Task objective: Starting at the top of the records, output every line through the one that contains "the user why.", keeping each exactly as it appears.

++++ Excerpted data

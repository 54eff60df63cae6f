use std::io::Write;

use anyhow::Result;

/// Exit status after an interrupt.
pub const INTERRUPTED_EXIT_CODE: i32 = 1;

/// Tell the user the run was cut short and return the status to exit with.
pub fn report_interrupt(out: &mut dyn Write) -> i32 {
    let _ = writeln!(out);
    let _ = writeln!(out, "Interrupted by user.");
    let _ = out.flush();
    INTERRUPTED_EXIT_CODE
}

/// Exit with status 1 on SIGINT or SIGTERM, after telling the user why.
///
/// Children started in the foreground get the same signal from the terminal,
/// so nothing needs to be forwarded.
#[cfg(unix)]
pub fn install_interrupt_handler() -> Result<()> {
    use signal_hook::consts::{SIGINT, SIGTERM};
    use signal_hook::iterator::Signals;

    let mut signals = Signals::new([SIGINT, SIGTERM])?;
    std::thread::spawn(move || {
        if let Some(sig) = signals.forever().next() {
            tracing::debug!(signal = sig, "received signal");
            let code = report_interrupt(&mut std::io::stderr());
            std::process::exit(code);
        }
    });
    Ok(())
}

/// Ctrl-C keeps its default behavior off unix.
#[cfg(not(unix))]
pub fn install_interrupt_handler() -> Result<()> {
    Ok(())
}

++++++++

Your response:
repository 54eff60df63cae6f
use std::io::Write;

use anyhow::Result;

/// Exit status after an interrupt.
pub const INTERRUPTED_EXIT_CODE: i32 = 1;

/// Tell the user the run was cut short and return the status to exit with.
pub fn report_interrupt(out: &mut dyn Write) -> i32 {
    let _ = writeln!(out);
    let _ = writeln!(out, "Interrupted by user.");
    let _ = out.flush();
    INTERRUPTED_EXIT_CODE
}

/// Exit with status 1 on SIGINT or SIGTERM, after telling the user why.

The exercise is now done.